# Bank Customer Churn Prediction Analysis
**Problem definition-** A fictitious bank, serving over 10,000 customers across 3 European countries, is facing a crucial challenge with the customer leaving their business, which has gradually increased over time. The bank objects to address this issue proactively by developing and deploying a predictive model that can identify at-risk customers before they decide to leave. This leads to the enhancement of techniques and strategies for customer retention with low-cost efficiency.

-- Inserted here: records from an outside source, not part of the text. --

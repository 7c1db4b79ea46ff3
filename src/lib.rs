pub mod client;
pub mod config;
pub mod game;
pub mod leaderboard;
use macroquad::prelude::*;

use crate::game::math::{Corner, Direction, Rect};

/// Sprite role of a part. Cosmetic only.
#[derive(Clone, Copy, Debug, PartialEq, Eq)]
pub enum PartRole {
    Head,
    DeadHead,
    Body,
    Tail,
}

/// One square of the snake.
///
/// `cell` is the grid anchor the part is currently leaving; `bounds` slides
/// away from it by `movement` every step. Once it has travelled a full part
/// size the part re-anchors and picks up its queued movement.
#[derive(Clone, Debug)]
pub struct SegmentPart {
    cell: Vec2,
    movement: Direction,
    queued: Direction,
    bounds: Rect,
    size: f32,
    pub role: PartRole,
}

impl SegmentPart {
    pub fn new(origin: Vec2, size: f32, direction: Direction, role: PartRole) -> Self {
        Self {
            cell: origin,
            movement: direction,
            queued: direction,
            bounds: Rect::square(origin, size),
            size,
            role,
        }
    }

    pub fn bounds(&self) -> Rect {
        self.bounds
    }

    pub fn collision_bounds(&self, margin: f32) -> Rect {
        self.bounds.inset(margin)
    }

    pub fn cell(&self) -> Vec2 {
        self.cell
    }

    pub fn movement(&self) -> Direction {
        self.movement
    }

    pub fn set_next_movement(&mut self, direction: Direction) {
        self.queued = direction;
    }

    /// Replaces both the current and queued movement. Used when a frozen
    /// part joins the chain.
    pub fn set_movement(&mut self, direction: Direction) {
        self.movement = direction;
        self.queued = direction;
    }

    /// How far `bounds` has slid from the anchor along the axis of travel.
    pub fn transit(&self) -> f32 {
        (self.bounds.x - self.cell.x)
            .abs()
            .max((self.bounds.y - self.cell.y).abs())
    }

    /// Moves one step at `speed`.
    ///
    /// Returns the movement the part just retired when it had completed a
    /// full cell before this step, `None` otherwise. The chain forwards the
    /// retired movement to the next part, so a turn travels one part per cell.
    ///
    /// A step never carries the part past the cell boundary; speeds that do
    /// not divide the part size end the cell with a shorter step.
    pub fn advance(&mut self, speed: f32) -> Option<Direction> {
        let mut retired = None;
        if self.transit() >= self.size {
            retired = Some(self.movement);
            self.cell += self.movement.unit() * self.size;
            self.movement = self.queued;
            self.bounds = Rect::square(self.cell, self.size);
        }
        let step = speed.min(self.size - self.transit()).max(0.0);
        self.bounds.translate(self.movement.vector(step));
        retired
    }

    /// Hard reposition of the visual bounds by one corner. The anchor is
    /// left alone, see [`SegmentPart::set_anchor`].
    pub fn teleport(&mut self, point: Vec2, corner: Corner) {
        self.bounds.set_corner(corner, point);
    }

    pub fn set_anchor(&mut self, cell: Vec2) {
        self.cell = cell;
    }

    /// Rectangle one full cell ahead of the anchor along the current movement.
    pub fn future_bounds(&self) -> Rect {
        Rect::square(self.cell + self.movement.unit() * self.size, self.size)
    }
}
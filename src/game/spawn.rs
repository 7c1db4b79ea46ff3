use macroquad::rand::gen_range;

use crate::game::math::{Direction, Rect};

/// Cells between the head and the near edge of the zone ahead of it.
const AHEAD_GAP_CELLS: f32 = 2.0;
/// Depth and width of the zone ahead of the head, in cells.
const AHEAD_DEPTH_CELLS: f32 = 6.0;
const AHEAD_WIDTH_CELLS: f32 = 8.0;

fn random_square_in(area: &Rect, size: f32) -> Option<Rect> {
    if area.w < size || area.h < size {
        return None;
    }
    let x = gen_range(area.left(), area.right() - size);
    let y = gen_range(area.top(), area.bottom() - size);
    // float rounding can land a hair past the far edge
    Some(Rect::new(x, y, size, size).clamp_within(area))
}

fn is_clear(candidate: &Rect, exclusions: &[Rect]) -> bool {
    !exclusions.iter().any(|e| e.overlaps(candidate))
}

/// Uniform rejection sampling of a `size` square inside `arena` that touches
/// none of `exclusions`. Gives up after `max_attempts`.
pub fn place_random(size: f32, arena: &Rect, exclusions: &[Rect], max_attempts: usize) -> Option<Rect> {
    for _ in 0..max_attempts {
        let candidate = random_square_in(arena, size)?;
        if is_clear(&candidate, exclusions) {
            return Some(candidate);
        }
    }
    None
}

/// Zone in front of `head` along `facing`, cut to the arena.
pub fn ahead_zone(head: &Rect, facing: Direction, arena: &Rect) -> Option<Rect> {
    let cell = head.w.max(head.h);
    let gap = cell * AHEAD_GAP_CELLS;
    let depth = cell * AHEAD_DEPTH_CELLS;
    let width = cell * AHEAD_WIDTH_CELLS;
    let c = head.center();

    let zone = match facing {
        Direction::Up => Rect::new(c.x - width * 0.5, head.top() - gap - depth, width, depth),
        Direction::Down => Rect::new(c.x - width * 0.5, head.bottom() + gap, width, depth),
        Direction::Left => Rect::new(head.left() - gap - depth, c.y - width * 0.5, depth, width),
        Direction::Right => Rect::new(head.right() + gap, c.y - width * 0.5, depth, width),
        Direction::Zero => return None,
    };
    zone.intersection(arena)
}

/// Like [`place_random`] but only inside the zone ahead of the head.
pub fn place_near_head(
    size: f32,
    arena: &Rect,
    head: &Rect,
    facing: Direction,
    exclusions: &[Rect],
    max_attempts: usize,
) -> Option<Rect> {
    let zone = ahead_zone(head, facing, arena)?;
    place_random(size, &zone, exclusions, max_attempts)
}

#[cfg(test)]
mod tests {
    use super::*;

    fn arena() -> Rect {
        Rect::new(0.0, 50.0, 1024.0, 718.0)
    }

    #[test]
    fn placement_respects_arena_and_exclusions() {
        let exclusions = [
            Rect::new(0.0, 50.0, 512.0, 718.0),
            Rect::new(600.0, 300.0, 100.0, 100.0),
        ];
        for _ in 0..500 {
            let placed = place_random(40.0, &arena(), &exclusions, 200);
            let Some(rect) = placed else { continue };
            assert!(arena().contains_rect(&rect));
            assert!(exclusions.iter().all(|e| !e.overlaps(&rect)));
        }
    }

    #[test]
    fn fully_blocked_arena_gives_up() {
        let exclusions = [arena()];
        assert_eq!(place_random(40.0, &arena(), &exclusions, 50), None);
    }

    #[test]
    fn item_larger_than_arena_is_never_placed() {
        let tiny = Rect::new(0.0, 0.0, 20.0, 20.0);
        assert_eq!(place_random(40.0, &tiny, &[], 10), None);
    }

    #[test]
    fn near_head_lands_in_front() {
        let head = Rect::new(500.0, 400.0, 30.0, 30.0);
        for _ in 0..200 {
            if let Some(rect) = place_near_head(40.0, &arena(), &head, Direction::Up, &[], 12) {
                assert!(rect.bottom() <= head.top());
                assert!(arena().contains_rect(&rect));
            }
        }
        let zone = ahead_zone(&head, Direction::Right, &arena());
        assert!(zone.is_some_and(|z| z.left() >= head.right()));
    }

    #[test]
    fn zone_outside_arena_skips() {
        let head = Rect::new(500.0, 55.0, 30.0, 30.0);
        assert_eq!(ahead_zone(&head, Direction::Up, &arena()), None);
        assert_eq!(place_near_head(40.0, &arena(), &head, Direction::Up, &[], 12), None);
    }
}
use macroquad::rand::gen_range;
use serde::{Deserialize, Serialize};
use tracing::debug;

use crate::config::{GameConfig, ItemProfile, BOMB_SCALE_WINDOW_SEC, EXPLOSION_SEC};
use crate::game::math::{Direction, Rect};
use crate::game::particles::{Drift, ParticleSystem};
use crate::game::spawn::{place_near_head, place_random};

#[derive(Clone, Copy, Debug, PartialEq, Eq, Hash, Serialize, Deserialize)]
pub enum ItemKind {
    Food,
    BuffFood,
    SpeedUp,
    SlowDown,
    Bomb,
}

#[derive(Clone, Copy, Debug, PartialEq, Eq)]
pub enum Placement {
    Anywhere,
    AheadOfHead,
}

#[derive(Clone, Copy, Debug)]
pub struct Sparkles {
    pub size: f32,
    pub lifetime: f32,
    pub count: usize,
    pub drift: Drift,
}

/// Per-kind rules. Numbers live in [`ItemProfile`], this is the shape.
#[derive(Clone, Copy, Debug)]
pub struct KindBehavior {
    pub placement: Placement,
    pub hazard: bool,
    /// Eating adds `effect` seconds of lifetime.
    pub restores_lifetime: bool,
    /// Eating sets the chain speed to base + `effect`.
    pub speed_buff: bool,
    pub fades: bool,
    pub scales: bool,
    pub sparkles: Option<Sparkles>,
}

impl ItemKind {
    pub const ALL: [ItemKind; 5] = [
        ItemKind::Food,
        ItemKind::BuffFood,
        ItemKind::SpeedUp,
        ItemKind::SlowDown,
        ItemKind::Bomb,
    ];

    pub fn label(self) -> &'static str {
        match self {
            ItemKind::Food => "food",
            ItemKind::BuffFood => "buff food",
            ItemKind::SpeedUp => "speed up",
            ItemKind::SlowDown => "slow down",
            ItemKind::Bomb => "bomb",
        }
    }

    pub fn behavior(self) -> KindBehavior {
        let consumable = KindBehavior {
            placement: Placement::Anywhere,
            hazard: false,
            restores_lifetime: false,
            speed_buff: false,
            fades: true,
            scales: false,
            sparkles: None,
        };
        match self {
            ItemKind::Food => KindBehavior {
                restores_lifetime: true,
                fades: false,
                ..consumable
            },
            ItemKind::BuffFood => KindBehavior {
                restores_lifetime: true,
                sparkles: Some(Sparkles {
                    size: 25.0,
                    lifetime: 1.0,
                    count: 7,
                    drift: Drift::Still,
                }),
                ..consumable
            },
            ItemKind::SpeedUp => KindBehavior {
                speed_buff: true,
                sparkles: Some(Sparkles {
                    size: 28.0,
                    lifetime: 0.8,
                    count: 6,
                    drift: Drift::Rising,
                }),
                ..consumable
            },
            ItemKind::SlowDown => KindBehavior {
                speed_buff: true,
                sparkles: Some(Sparkles {
                    size: 28.0,
                    lifetime: 0.9,
                    count: 7,
                    drift: Drift::Falling,
                }),
                ..consumable
            },
            ItemKind::Bomb => KindBehavior {
                placement: Placement::AheadOfHead,
                hazard: true,
                fades: false,
                scales: true,
                ..consumable
            },
        }
    }
}

#[derive(Clone, Copy, Debug, PartialEq)]
pub enum Phase {
    Waiting { delay: f32 },
    Spawned { bounds: Rect, age: f32, left: Option<f32> },
}

#[derive(Clone, Copy, Debug, PartialEq)]
pub struct Explosion {
    pub bounds: Rect,
    pub left: f32,
}

impl Explosion {
    /// 0 when it starts, 1 when it is gone.
    pub fn progress(&self) -> f32 {
        1.0 - (self.left / EXPLOSION_SEC).clamp(0.0, 1.0)
    }
}

#[derive(Clone, Copy, Debug, PartialEq, Eq)]
pub enum ItemTick {
    Idle,
    ReadyToSpawn,
    Expired,
}

/// One consumable or hazard slot. It cycles WAITING -> SPAWNED -> WAITING
/// for the whole run; the orchestrator owns it and feeds it exclusions.
#[derive(Clone, Debug)]
pub struct Item {
    kind: ItemKind,
    behavior: KindBehavior,
    profile: ItemProfile,
    phase: Phase,
    explosion: Option<Explosion>,
    sparkles: Option<ParticleSystem>,
    retry_delay: f32,
    spawn_attempts: usize,
    near_head_attempts: usize,
}

impl Item {
    pub fn new(kind: ItemKind, config: &GameConfig) -> Self {
        let behavior = kind.behavior();
        let profile = config.profile(kind).clone();
        let sparkles = behavior
            .sparkles
            .map(|s| ParticleSystem::new(s.size, s.lifetime, s.count, s.drift));
        let mut item = Self {
            kind,
            behavior,
            profile,
            phase: Phase::Waiting { delay: 0.0 },
            explosion: None,
            sparkles,
            retry_delay: config.spawn_retry_delay,
            spawn_attempts: config.spawn_attempts,
            near_head_attempts: config.near_head_attempts,
        };
        item.phase = Phase::Waiting {
            delay: item.random_delay(),
        };
        item
    }

    pub fn kind(&self) -> ItemKind {
        self.kind
    }

    pub fn behavior(&self) -> &KindBehavior {
        &self.behavior
    }

    pub fn profile(&self) -> &ItemProfile {
        &self.profile
    }

    pub fn phase(&self) -> Phase {
        self.phase
    }

    pub fn is_spawned(&self) -> bool {
        matches!(self.phase, Phase::Spawned { .. })
    }

    pub fn bounds(&self) -> Option<Rect> {
        match self.phase {
            Phase::Spawned { bounds, .. } => Some(bounds),
            Phase::Waiting { .. } => None,
        }
    }

    /// Bounds grown by the territory margin; other spawns keep out of it.
    pub fn territory(&self) -> Option<Rect> {
        self.bounds().map(|b| b.inflate(self.profile.territory))
    }

    pub fn explosion(&self) -> Option<Explosion> {
        self.explosion
    }

    pub fn sparkles(&self) -> impl Iterator<Item = Rect> + '_ {
        self.sparkles.iter().flat_map(|s| s.visible())
    }

    /// Advances explosion and sparkle visuals only.
    pub fn tick_effects(&mut self, dt: f32) {
        if let Some(explosion) = &mut self.explosion {
            explosion.left -= dt;
            if explosion.left <= 0.0 {
                self.explosion = None;
            }
        }
        if let Some(sparkles) = &mut self.sparkles {
            sparkles.update(dt);
        }
    }

    pub fn tick(&mut self, dt: f32) -> ItemTick {
        self.tick_effects(dt);
        match &mut self.phase {
            Phase::Waiting { delay } => {
                *delay -= dt;
                if *delay <= 0.0 {
                    ItemTick::ReadyToSpawn
                } else {
                    ItemTick::Idle
                }
            }
            Phase::Spawned { age, left, .. } => {
                *age += dt;
                let Some(left) = left else {
                    return ItemTick::Idle;
                };
                *left -= dt;
                if *left > 0.0 {
                    return ItemTick::Idle;
                }
                self.destroy();
                ItemTick::Expired
            }
        }
    }

    /// Tries to place the item. `heading` is the head bounds and facing,
    /// used by kinds that spawn in front of the snake. On failure the item
    /// keeps waiting for a short retry delay.
    pub fn spawn(&mut self, arena: &Rect, exclusions: &[Rect], heading: Option<(Rect, Direction)>) -> bool {
        let size = self.profile.size;
        let placed = match (self.behavior.placement, heading) {
            (Placement::AheadOfHead, Some((head, facing))) => {
                place_near_head(size, arena, &head, facing, exclusions, self.near_head_attempts)
            }
            _ => place_random(size, arena, exclusions, self.spawn_attempts),
        };

        let Some(bounds) = placed else {
            debug!(kind = self.kind.label(), "no room to spawn, retrying");
            self.phase = Phase::Waiting {
                delay: self.retry_delay,
            };
            return false;
        };

        debug!(kind = self.kind.label(), x = bounds.x, y = bounds.y, "item spawned");
        self.phase = Phase::Spawned {
            bounds,
            age: 0.0,
            left: self.profile.lifetime,
        };
        if let Some(sparkles) = &mut self.sparkles {
            sparkles.spawn(bounds);
        }
        true
    }

    /// Clears the item and schedules the next spawn.
    pub fn destroy(&mut self) {
        self.phase = Phase::Waiting {
            delay: self.random_delay(),
        };
        if let Some(sparkles) = &mut self.sparkles {
            sparkles.stop();
        }
    }

    /// Destroys the item and leaves an explosion where it stood.
    pub fn detonate(&mut self) {
        if let Some(bounds) = self.bounds() {
            self.explosion = Some(Explosion {
                bounds,
                left: EXPLOSION_SEC,
            });
        }
        self.destroy();
    }

    /// Opacity. Fading kinds go linearly to 0 over the second half of their lifetime.
    pub fn alpha(&self) -> f32 {
        match (self.behavior.fades, self.phase, self.profile.lifetime) {
            (true, Phase::Spawned { left: Some(left), .. }, Some(total)) => {
                let half = total * 0.5;
                if left < half {
                    (left / half).clamp(0.0, 1.0)
                } else {
                    1.0
                }
            }
            _ => 1.0,
        }
    }

    /// Draw scale. Scaling kinds pop in and shrink out over a short window.
    pub fn scale(&self) -> f32 {
        let Phase::Spawned { age, left, .. } = self.phase else {
            return 1.0;
        };
        if !self.behavior.scales {
            return 1.0;
        }
        let rising = age / BOMB_SCALE_WINDOW_SEC;
        let falling = left.map_or(1.0, |l| l / BOMB_SCALE_WINDOW_SEC);
        rising.min(falling).clamp(0.0, 1.0)
    }

    fn random_delay(&self) -> f32 {
        let (min, max) = (self.profile.spawn_delay_min, self.profile.spawn_delay_max);
        if max > min {
            gen_range(min, max)
        } else {
            min
        }
    }

    #[cfg(test)]
    pub(crate) fn force_spawn(&mut self, bounds: Rect) {
        self.phase = Phase::Spawned {
            bounds,
            age: 0.0,
            left: self.profile.lifetime,
        };
    }
}

#[cfg(test)]
mod tests {
    use super::*;

    const STEP: f32 = 1.0 / 60.0;

    fn arena() -> Rect {
        GameConfig::default().arena_bounds()
    }

    fn wait_until_ready(item: &mut Item) {
        for _ in 0..10_000 {
            if item.tick(STEP) == ItemTick::ReadyToSpawn {
                return;
            }
        }
        panic!("item never became ready");
    }

    #[test]
    fn starts_waiting_within_delay_range() {
        let cfg = GameConfig::default();
        for kind in ItemKind::ALL {
            let item = Item::new(kind, &cfg);
            let Phase::Waiting { delay } = item.phase() else {
                panic!("{kind:?} spawned immediately");
            };
            let p = cfg.profile(kind);
            assert!(delay >= p.spawn_delay_min && delay <= p.spawn_delay_max);
        }
    }

    #[test]
    fn food_stays_until_eaten() {
        let mut item = Item::new(ItemKind::Food, &GameConfig::default());
        wait_until_ready(&mut item);
        assert!(item.spawn(&arena(), &[], None));
        for _ in 0..6_000 {
            assert_eq!(item.tick(STEP), ItemTick::Idle);
        }
        assert!(item.is_spawned());
        assert_eq!(item.alpha(), 1.0);
        item.destroy();
        assert!(!item.is_spawned());
        assert_eq!(item.bounds(), None);
    }

    #[test]
    fn timed_item_fades_then_expires() {
        let mut item = Item::new(ItemKind::SpeedUp, &GameConfig::default());
        wait_until_ready(&mut item);
        assert!(item.spawn(&arena(), &[], None));
        // 5 s lifetime: opaque at 2 s, half faded at 3.75 s
        for _ in 0..120 {
            item.tick(STEP);
        }
        assert_eq!(item.alpha(), 1.0);
        for _ in 0..105 {
            item.tick(STEP);
        }
        assert!((item.alpha() - 0.5).abs() < 0.02);

        let mut expired = false;
        for _ in 0..100 {
            expired |= item.tick(STEP) == ItemTick::Expired;
        }
        assert!(expired);
        assert!(!item.is_spawned());
    }

    #[test]
    fn failed_placement_retries_shortly() {
        let cfg = GameConfig::default();
        let mut item = Item::new(ItemKind::Food, &cfg);
        wait_until_ready(&mut item);
        assert!(!item.spawn(&arena(), &[arena()], None));
        assert_eq!(
            item.phase(),
            Phase::Waiting {
                delay: cfg.spawn_retry_delay
            }
        );
    }

    #[test]
    fn spawn_avoids_exclusions() {
        let mut item = Item::new(ItemKind::BuffFood, &GameConfig::default());
        let blocked = Rect::new(0.0, 50.0, 900.0, 718.0);
        wait_until_ready(&mut item);
        if item.spawn(&arena(), &[blocked], None) {
            let bounds = item.bounds().unwrap();
            assert!(!bounds.overlaps(&blocked));
            assert!(item.territory().unwrap().contains_rect(&bounds));
        }
    }

    #[test]
    fn bomb_spawns_ahead_and_scales() {
        let mut bomb = Item::new(ItemKind::Bomb, &GameConfig::default());
        let head = Rect::new(500.0, 400.0, 30.0, 30.0);
        wait_until_ready(&mut bomb);
        if bomb.spawn(&arena(), &[], Some((head, Direction::Left))) {
            assert!(bomb.bounds().unwrap().right() <= head.left());
        }
        bomb.force_spawn(Rect::new(100.0, 100.0, 40.0, 40.0));
        assert_eq!(bomb.scale(), 0.0);
        for _ in 0..60 {
            bomb.tick(STEP);
        }
        assert_eq!(bomb.scale(), 1.0);
        // 8 s lifetime, 0.15 s before expiry it is half size
        for _ in 0..411 {
            bomb.tick(STEP);
        }
        assert!(bomb.scale() < 0.6 && bomb.scale() > 0.4);
    }

    #[test]
    fn detonation_leaves_explosion_and_waits() {
        let mut bomb = Item::new(ItemKind::Bomb, &GameConfig::default());
        let spot = Rect::new(200.0, 200.0, 40.0, 40.0);
        bomb.force_spawn(spot);
        bomb.detonate();
        assert!(!bomb.is_spawned());
        assert_eq!(bomb.explosion().map(|e| e.bounds), Some(spot));
        for _ in 0..31 {
            bomb.tick_effects(STEP);
        }
        assert_eq!(bomb.explosion(), None);
    }
}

**Project Goal-** The primary objective of this project is to deploy a robust and generalized churn prediction model that helps banks forecast customer churn from both existing and new, unseen data. This will allow the bank to take pointed actions to reduce churn ratios. In addition, the project also aims to understand and disclose the underlying patterns and statistics about factors influencing customer churn. Specifically, will explore relationships between churn and demographic factors for instance age, income, and region. Behavioral factors like the count of products registered by customers, and number of years being as a customer in the bank. 
To achieve these objectives, I will employ a combination of three machine learning algorithms to predict the target variable. Those are a linear model, a non-linear model, and Ensemble methods to optimize the prediction rate. 


## Data Understanding

In [None]:
# Basic libraries for EDA
import pandas as pd
import numpy as np
import scipy.stats as stats
import matplotlib.pyplot as plt
import seaborn as sns 
from seaborn import heatmap

# Upsampling library
from imblearn.over_sampling import SMOTE

# modelling
from sklearn.model_selection import train_test_split 
from sklearn.preprocessing import StandardScaler
from sklearn.linear_model import LogisticRegression
from sklearn.tree import DecisionTreeClassifier
from sklearn.ensemble import RandomForestClassifier

# validation and evaluation metrics libraries
from sklearn.metrics import accuracy_score, classification_report, confusion_matrix
from sklearn.model_selection import KFold, cross_val_score
from sklearn.metrics import ConfusionMatrixDisplay
from sklearn.metrics import roc_auc_score, roc_curve

In [None]:
# loads dataset
dfm = pd.read_csv(r"C:\Users\naniv\Downloads\UOP\Semester_3\Customer_Analytics\Capstone_project\BankData.csv")
dfm.head(5)

In [None]:
# dataframe shape
print(f'There are {dfm.shape[0]} rows and {dfm.shape[1]} columns in the dataset')

In [None]:
# data types of the attributes
dfm.dtypes

In [None]:
# Dataframe information
dfm.info()

In [None]:
# checks duplicates
dupl = dfm[dfm['CustomerId'].duplicated()]
dupl

In [None]:
# checks missing values

dfm.isnull().sum()

In [None]:
# Set id column as index
#dfm = dfm.set_index('id')
dfm = dfm.set_index('RowNumber')
dfm.head(2)

In [None]:
# uniqueness of data available 

a = dfm['CustomerId'].nunique()
b = dfm.shape[0]

if a == b:
    print('Each row in the dataframe represents individual customers. Proceed further :)')
else:
    print(' There are duplicate customers in the datase. Please Check!!')

In [None]:
# statistical summary of the dataframe

dfm.describe()

In [None]:
dfm.describe(include = 'object')

In [None]:
# Data distributions of the numerical variables

fig,ax = plt.subplots(3,2, figsize = (14,14))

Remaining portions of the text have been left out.